- _What you should do_:
When you print the records, keep every line identical to the original.

____

//! Inbound request type seen by the relay handlers.

use crate::http::Payload;
use std::collections::HashMap;

/// HTTP method enumeration.
#[derive(Debug, Clone, PartialEq, Eq)]
pub enum Method {
    Get,
    Post,
    Put,
    Delete,
    Patch,
    Head,
    Options,
    /// Any method without a dedicated variant, kept verbatim.
    Other(String),
}

impl std::fmt::Display for Method {
    fn fmt(&self, f: &mut std::fmt::Formatter<'_>) -> std::fmt::Result {
        match self {
            Method::Get => write!(f, "GET"),
            Method::Post => write!(f, "POST"),
            Method::Put => write!(f, "PUT"),
            Method::Delete => write!(f, "DELETE"),
            Method::Patch => write!(f, "PATCH"),
            Method::Head => write!(f, "HEAD"),
            Method::Options => write!(f, "OPTIONS"),
            Method::Other(name) => write!(f, "{}", name),
        }
    }
}

impl From<&hyper::Method> for Method {
    fn from(method: &hyper::Method) -> Self {
        match *method {
            hyper::Method::GET => Method::Get,
            hyper::Method::POST => Method::Post,
            hyper::Method::PUT => Method::Put,
            hyper::Method::DELETE => Method::Delete,
            hyper::Method::PATCH => Method::Patch,
            hyper::Method::HEAD => Method::Head,
            hyper::Method::OPTIONS => Method::Options,
            ref other => Method::Other(other.as_str().to_string()),
        }
    }
}

/// Request as it arrives at the relay, after the body has been collected.
#[derive(Debug, Clone)]
pub struct RelayRequest {
    /// HTTP method.
    pub method: Method,
    /// Request path, without the query string.
    pub path: String,
    /// HTTP headers.
    pub headers: HashMap<String, String>,
    /// Raw request body.
    pub body: Payload,
}

impl RelayRequest {
    /// Create a new request with an empty body.
    pub fn new(method: Method, path: impl Into<String>) -> Self {
        Self {
            method,
            path: path.into(),
            headers: HashMap::new(),
            body: Payload::default(),
        }
    }

    /// Add a header to the request. Header names are stored lowercased.
    pub fn header(mut self, key: impl Into<String>, value: impl Into<String>) -> Self {
        self.headers
            .insert(key.into().to_ascii_lowercase(), value.into());
        self
    }

    /// Set the request body.
    pub fn body(mut self, body: impl Into<Payload>) -> Self {
        self.body = body.into();
        self
    }

    /// Get a header value, case-insensitively.
    pub fn get_header(&self, key: &str) -> Option<&String> {
        self.headers.get(&key.to_ascii_lowercase())
    }

    /// Whether the declared media type is `application/json`, ignoring
    /// parameters such as `charset`.
    pub fn is_json_content_type(&self) -> bool {
        self.get_header("content-type")
            .and_then(|value| value.split(';').next())
            .map(|media| media.trim().eq_ignore_ascii_case("application/json"))
            .unwrap_or(false)
    }
}

#[cfg(test)]
mod tests {
    use super::*;

    #[test]
    fn test_unknown_method_is_kept_verbatim() {
        let method = hyper::Method::from_bytes(b"PURGE").unwrap();
        assert_eq!(Method::from(&method).to_string(), "PURGE");
        assert_eq!(Method::from(&hyper::Method::POST), Method::Post);
    }

    #[test]
    fn test_json_content_type() {
        let json = |value: &str| {
            RelayRequest::new(Method::Post, "/predict")
                .header("Content-Type", value)
                .is_json_content_type()
        };
        assert!(json("application/json"));
        assert!(json("application/json; charset=utf-8"));
        assert!(json("Application/JSON"));
        assert!(!json("text/plain"));
        assert!(!json("application/x-www-form-urlencoded"));
        assert!(!RelayRequest::new(Method::Post, "/predict").is_json_content_type());
    }

    #[test]
    fn test_header_lookup_ignores_case() {
        let request = RelayRequest::new(Method::Post, "/predict")
            .header("Content-Type", "application/json");
        assert_eq!(
            request.get_header("content-type"),
            Some(&"application/json".to_string())
        );
    }
}
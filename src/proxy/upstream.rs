//! The upstream prediction service seen from the relay.

use crate::error::RelayError;
use crate::http::{JsonClient, Payload};
use async_trait::async_trait;
use hyper::Uri;

/// An upstream that turns a prediction request body into a response body.
///
/// Implementations return `Err` for anything that is not a 2xx answer
/// carrying a JSON body.
#[async_trait]
pub trait Upstream: Send + Sync {
    async fn predict(&self, payload: Payload) -> Result<Payload, RelayError>;
}

/// Upstream reached over HTTP at a fixed URL.
pub struct HttpUpstream {
    client: JsonClient,
    uri: Uri,
}

impl HttpUpstream {
    /// Create an upstream posting to `url`, e.g. `http://localhost:5000/predict`.
    pub fn new(url: &str) -> Result<Self, RelayError> {
        let uri = RelayError::parse_uri(url)?;
        Ok(Self {
            client: JsonClient::new(),
            uri,
        })
    }

    pub fn uri(&self) -> &Uri {
        &self.uri
    }
}

#[async_trait]
impl Upstream for HttpUpstream {
    async fn predict(&self, payload: Payload) -> Result<Payload, RelayError> {
        let (status, body) = self
            .client
            .post(self.uri.clone(), payload.into_bytes())
            .await?;

        if !status.is_success() {
            return Err(RelayError::status(
                status.0,
                format!(
                    "upstream {} answered {}: {}",
                    self.uri,
                    status.0,
                    String::from_utf8_lossy(&body)
                ),
            ));
        }

        let payload = Payload::from(body);
        if !payload.is_json() {
            return Err(RelayError::malformed(format!(
                "upstream {} answered with a non-JSON body ({} bytes)",
                self.uri,
                payload.len()
            )));
        }

        Ok(payload)
    }
}
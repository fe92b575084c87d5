//! Relay configuration.

use serde::{Deserialize, Serialize};

/// Configuration for the relay server.
#[derive(Debug, Clone, Serialize, Deserialize)]
pub struct RelayConfig {
    /// Host address to bind to.
    pub host: String,
    /// Port to listen on. `0` picks a free port.
    pub port: u16,
    /// Path of the single prediction route.
    pub route: String,
    /// Absolute URL every prediction is POSTed to.
    pub upstream_url: String,
}

impl Default for RelayConfig {
    fn default() -> Self {
        Self {
            host: "0.0.0.0".to_string(),
            port: 3000,
            route: "/predict".to_string(),
            upstream_url: "http://localhost:5000/predict".to_string(),
        }
    }
}

impl RelayConfig {
    /// Create a new config with default values.
    pub fn new() -> Self {
        Self::default()
    }

    /// Set the host address.
    pub fn host(mut self, host: impl Into<String>) -> Self {
        self.host = host.into();
        self
    }

    /// Set the port.
    pub fn port(mut self, port: u16) -> Self {
        self.port = port;
        self
    }

    /// Set the prediction route path.
    pub fn route(mut self, route: impl Into<String>) -> Self {
        self.route = route.into();
        self
    }

    /// Set the upstream URL.
    pub fn upstream_url(mut self, url: impl Into<String>) -> Self {
        self.upstream_url = url.into();
        self
    }

    /// Get the bind address.
    pub fn bind_addr(&self) -> String {
        format!("{}:{}", self.host, self.port)
    }
}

____

- _Exercise output_:
//! Inbound request type seen by the relay handlers.

use crate::http::Payload;
use std::collections::HashMap;

/// HTTP method enumeration.
#[derive(Debug, Clone, PartialEq, Eq)]
pub enum Method {
    Get,
    Post,
    Put,
    Delete,
    Patch,
    Head,
    Options,
    /// Any method without a dedicated variant, kept verbatim.
    Other(String),
}

impl std::fmt::Display for Method {
    fn fmt(&self, f: &mut std::fmt::Formatter<'_>) -> std::fmt::Result {
        match self {
            Method::Get => write!(f, "GET"),
            Method::Post => write!(f, "POST"),
            Method::Put => write!(f, "PUT"),
            Method::Delete => write!(f, "DELETE"),
            Method::Patch => write!(f, "PATCH"),
            Method::Head => write!(f, "HEAD"),
            Method::Options => write!(f, "OPTIONS"),
            Method::Other(name) => write!(f, "{}", name),
        }
    }
}

impl From<&hyper::Method> for Method {
    fn from(method: &hyper::Method) -> Self {
        match *method {
            hyper::Method::GET => Method::Get,
            hyper::Method::POST => Method::Post,
            hyper::Method::PUT => Method::Put,
            hyper::Method::DELETE => Method::Delete,
            hyper::Method::PATCH => Method::Patch,
            hyper::Method::HEAD => Method::Head,
            hyper::Method::OPTIONS => Method::Options,
            ref other => Method::Other(other.as_str().to_string()),
        }
    }
}

/// Request as it arrives at the relay, after the body has been collected.
#[derive(Debug, Clone)]
pub struct RelayRequest {
    /// HTTP method.
    pub method: Method,
    /// Request path, without the query string.
    pub path: String,
    /// HTTP headers.
    pub headers: HashMap<String, String>,
    /// Raw request body.
    pub body: Payload,
}

impl RelayRequest {
    /// Create a new request with an empty body.
    pub fn new(method: Method, path: impl Into<String>) -> Self {
        Self {
            method,
            path: path.into(),
            headers: HashMap::new(),
            body: Payload::default(),
        }
    }

    /// Add a header to the request. Header names are stored lowercased.
    pub fn header(mut self, key: impl Into<String>, value: impl Into<String>) -> Self {
        self.headers
            .insert(key.into().to_ascii_lowercase(), value.into());
        self
    }

    /// Set the request body.
    pub fn body(mut self, body: impl Into<Payload>) -> Self {
        self.body = body.into();
        self
    }

    /// Get a header value, case-insensitively.
    pub fn get_header(&self, key: &str) -> Option<&String> {
        self.headers.get(&key.to_ascii_lowercase())
    }

    /// Whether the declared media type is `application/json`, ignoring
    /// parameters such as `charset`.
    pub fn is_json_content_type(&self) -> bool {
        self.get_header("content-type")
            .and_then(|value| value.split(';').next())
            .map(|media| media.trim().eq_ignore_ascii_case("application/json"))
            .unwrap_or(false)
    }
}

#[cfg(test)]
mod tests {
    use super::*;

    #[test]
    fn test_unknown_method_is_kept_verbatim() {
        let method = hyper::Method::from_bytes(b"PURGE").unwrap();
        assert_eq!(Method::from(&method).to_string(), "PURGE");
        assert_eq!(Method::from(&hyper::Method::POST), Method::Post);
    }

    #[test]
    fn test_json_content_type() {
        let json = |value: &str| {
            RelayRequest::new(Method::Post, "/predict")
                .header("Content-Type", value)
                .is_json_content_type()
        };
        assert!(json("application/json"));
        assert!(json("application/json; charset=utf-8"));
        assert!(json("Application/JSON"));
        assert!(!json("text/plain"));
        assert!(!json("application/x-www-form-urlencoded"));
        assert!(!RelayRequest::new(Method::Post, "/predict").is_json_content_type());
    }

    #[test]
    fn test_header_lookup_ignores_case() {
        let request = RelayRequest::new(Method::Post, "/predict")
            .header("Content-Type", "application/json");
        assert_eq!(
            request.get_header("content-type"),
            Some(&"application/json".to_string())
        );
    }
}
filename src/proxy/upstream.rs
//! The upstream prediction service seen from the relay.

use crate::error::RelayError;
use crate::http::{JsonClient, Payload};
use async_trait::async_trait;
use hyper::Uri;

/// An upstream that turns a prediction request body into a response body.
///
/// Implementations return `Err` for anything that is not a 2xx answer
/// carrying a JSON body.
#[async_trait]
pub trait Upstream: Send + Sync {
    async fn predict(&self, payload: Payload) -> Result<Payload, RelayError>;
}

/// Upstream reached over HTTP at a fixed URL.
pub struct HttpUpstream {
    client: JsonClient,
    uri: Uri,
}

impl HttpUpstream {
    /// Create an upstream posting to `url`, e.g. `http://localhost:5000/predict`.
    pub fn new(url: &str) -> Result<Self, RelayError> {
        let uri = RelayError::parse_uri(url)?;
        Ok(Self {
            client: JsonClient::new(),
            uri,
        })
    }

    pub fn uri(&self) -> &Uri {
        &self.uri
    }
}

#[async_trait]
impl Upstream for HttpUpstream {
    async fn predict(&self, payload: Payload) -> Result<Payload, RelayError> {
        let (status, body) = self
            .client
            .post(self.uri.clone(), payload.into_bytes())
            .await?;

        if !status.is_success() {
            return Err(RelayError::status(
                status.0,
                format!(
                    "upstream {} answered {}: {}",
                    self.uri,
                    status.0,
                    String::from_utf8_lossy(&body)
                ),
            ));
        }

        let payload = Payload::from(body);
        if !payload.is_json() {
            return Err(RelayError::malformed(format!(
                "upstream {} answered with a non-JSON body ({} bytes)",
                self.uri,
                payload.len()
            )));
        }

        Ok(payload)
    }
}
repository fe92b575084c87d5
//! Relay configuration.

use serde::{Deserialize, Serialize};

/// Configuration for the relay server.
#[derive(Debug, Clone, Serialize, Deserialize)]
pub struct RelayConfig {
    /// Host address to bind to.
    pub host: String,
    /// Port to listen on. `0` picks a free port.
    pub port: u16,
    /// Path of the single prediction route.
    pub route: String,
    /// Absolute URL every prediction is POSTed to.
    pub upstream_url: String,
}

impl Default for RelayConfig {
    fn default() -> Self {
        Self {
            host: "0.0.0.0".to_string(),
            port: 3000,
            route: "/predict".to_string(),
            upstream_url: "http://localhost:5000/predict".to_string(),
        }
    }
}

impl RelayConfig {
    /// Create a new config with default values.
    pub fn new() -> Self {
        Self::default()
    }

    /// Set the host address.
    pub fn host(mut self, host: impl Into<String>) -> Self {
        self.host = host.into();
        self
    }

    /// Set the port.
    pub fn port(mut self, port: u16) -> Self {
        self.port = port;
        self
    }

    /// Set the prediction route path.
    pub fn route(mut self, route: impl Into<String>) -> Self {
        self.route = route.into();
        self
    }

    /// Set the upstream URL.
    pub fn upstream_url(mut self, url: impl Into<String>) -> Self {
        self.upstream_url = url.into();
        self
    }

    /// Get the bind address.
    pub fn bind_addr(&self) -> String {
        format!("{}:{}", self.host, self.port)
    }
}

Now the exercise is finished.